*The task*
From the material below, list every line containing "struct".

*The data*
//! Middleware compiler (§4.2).
//!
//! Middleware wraps a handler the same way the teacher's
//! `ToolMiddleware::before_execute`/`after_execute` pair wraps `Tool::execute`
//! (`examples/oxicrab-oxicrab/src/agent/tools/base/mod.rs`), but generalised
//! into a single `call(ctx, args, progress, next)` stage so a middleware can
//! short-circuit, rewrite arguments, derive context, or post-process a result
//! without the kernel needing two separate hook points. The chain is
//! pre-compiled into one boxed closure at `finalize()` time (§9 DESIGN NOTES:
//! "pre-bind the chain once at registration instead of re-walking a Vec on
//! every call") rather than walked per-call.

pub mod builtin;

use crate::context::ExecutionContext;
use crate::error::KernelError;
use crate::handler::{Handler, HandlerOutput};
use crate::progress::ProgressSink;
use crate::schema::ValidatedArgs;
use async_trait::async_trait;
use futures_util::future::BoxFuture;
use std::sync::Arc;

/// The continuation a middleware calls to run the rest of the chain. Boxed
/// because each middleware's inner future captures type-erased state from
/// the previous link; there is no way to name the concrete future type at a
/// compile-time chain boundary.
pub type NextFn =
    Arc<dyn Fn(ExecutionContext, ValidatedArgs, Option<ProgressSink>) -> BoxFuture<'static, Result<HandlerOutput, KernelError>> + Send + Sync>;

#[async_trait]
pub trait Middleware: Send + Sync {
    async fn call(
        &self,
        ctx: ExecutionContext,
        args: ValidatedArgs,
        progress: Option<ProgressSink>,
        next: NextFn,
    ) -> Result<HandlerOutput, KernelError>;
}

/// Fold `global` then `action`-scoped middleware right-to-left around
/// `handler`, so the resulting `NextFn` runs global middleware first, then
/// action middleware, then the handler (§4.2: "M_global ∘ M_action ∘ H").
pub fn compile_chain(global: &[Arc<dyn Middleware>], action: &[Arc<dyn Middleware>], handler: Handler) -> NextFn {
    let mut next: NextFn = Arc::new(move |ctx, args, progress| {
        let handler = handler.clone();
        Box::pin(async move {
            handler
                .invoke(ctx, args, progress)
                .await
                .map_err(KernelError::Internal)
        })
    });

    for mw in action.iter().rev().chain(global.iter().rev()) {
        let mw = mw.clone();
        let inner = next;
        next = Arc::new(move |ctx, args, progress| {
            let mw = mw.clone();
            let inner = inner.clone();
            Box::pin(async move { mw.call(ctx, args, progress, inner).await })
        });
    }

    next
}

#[cfg(test)]
mod tests {
    use super::*;
    use crate::handler::{DirectHandler, HandlerOutput};
    use serde_json::json;

    struct Echo;

    #[async_trait]
    impl DirectHandler for Echo {
        async fn call(&self, _ctx: ExecutionContext, args: ValidatedArgs) -> anyhow::Result<HandlerOutput> {
            Ok(HandlerOutput::datum(args.into_value()))
        }
    }

    struct Tag(&'static str);

    #[async_trait]
    impl Middleware for Tag {
        async fn call(
            &self,
            mut ctx: ExecutionContext,
            args: ValidatedArgs,
            progress: Option<ProgressSink>,
            next: NextFn,
        ) -> Result<HandlerOutput, KernelError> {
            let mut order = ctx
                .get("order")
                .and_then(|v| v.as_array())
                .map(|a| a.iter().filter_map(|v| v.as_str().map(String::from)).collect::<Vec<_>>())
                .unwrap_or_default();
            order.push(self.0.to_string());
            ctx.insert("order", json!(order));
            next(ctx, args, progress).await
        }
    }

    struct ShortCircuit;

    #[async_trait]
    impl Middleware for ShortCircuit {
        async fn call(
            &self,
            _ctx: ExecutionContext,
            _args: ValidatedArgs,
            _progress: Option<ProgressSink>,
            _next: NextFn,
        ) -> Result<HandlerOutput, KernelError> {
            Ok(HandlerOutput::datum(json!({"short": true})))
        }
    }

    #[tokio::test]
    async fn chain_runs_global_then_action_then_handler() {
        let global: Vec<Arc<dyn Middleware>> = vec![Arc::new(Tag("global"))];
        let action: Vec<Arc<dyn Middleware>> = vec![Arc::new(Tag("action"))];
        let chain = compile_chain(&global, &action, Handler::direct(Echo));

        let out = chain(ExecutionContext::new(), ValidatedArgs::default(), None)
            .await
            .unwrap();
        match out {
            HandlerOutput::Datum(v) => {
                assert_eq!(v["order"], json!(["global", "action"]));
            }
            HandlerOutput::Wire(_) => panic!("expected Datum"),
        }
    }

    #[tokio::test]
    async fn middleware_can_short_circuit_without_calling_next() {
        let global: Vec<Arc<dyn Middleware>> = vec![Arc::new(ShortCircuit), Arc::new(Tag("never runs"))];
        let chain = compile_chain(&global, &[], Handler::direct(Echo));

        let out = chain(ExecutionContext::new(), ValidatedArgs::default(), None)
            .await
            .unwrap();
        match out {
            HandlerOutput::Datum(v) => assert_eq!(v, json!({"short": true})),
            HandlerOutput::Wire(_) => panic!("expected Datum"),
        }
    }

    #[tokio::test]
    async fn derived_context_survives_through_the_chain() {
        let global: Vec<Arc<dyn Middleware>> = vec![Arc::new(Tag("a")), Arc::new(Tag("b")), Arc::new(Tag("c"))];
        let chain = compile_chain(&global, &[], Handler::direct(Echo));

        let out = chain(ExecutionContext::new(), ValidatedArgs::default(), None)
            .await
            .unwrap();
        match out {
            HandlerOutput::Datum(v) => assert_eq!(v["order"], json!(["a", "b", "c"])),
            HandlerOutput::Wire(_) => panic!("expected Datum"),
        }
    }

    #[tokio::test]
    async fn empty_chain_invokes_handler_directly() {
        let chain = compile_chain(&[], &[], Handler::direct(Echo));
        let mut args = ValidatedArgs::default();
        args.insert("x", json!(1));
        let out = chain(ExecutionContext::new(), args, None).await.unwrap();
        match out {
            HandlerOutput::Datum(v) => assert_eq!(v, json!({"x": 1})),
            HandlerOutput::Wire(_) => panic!("expected Datum"),
        }
    }
}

*Answer to the exercise*
    struct Echo;
    struct Tag(&'static str);
    struct ShortCircuit;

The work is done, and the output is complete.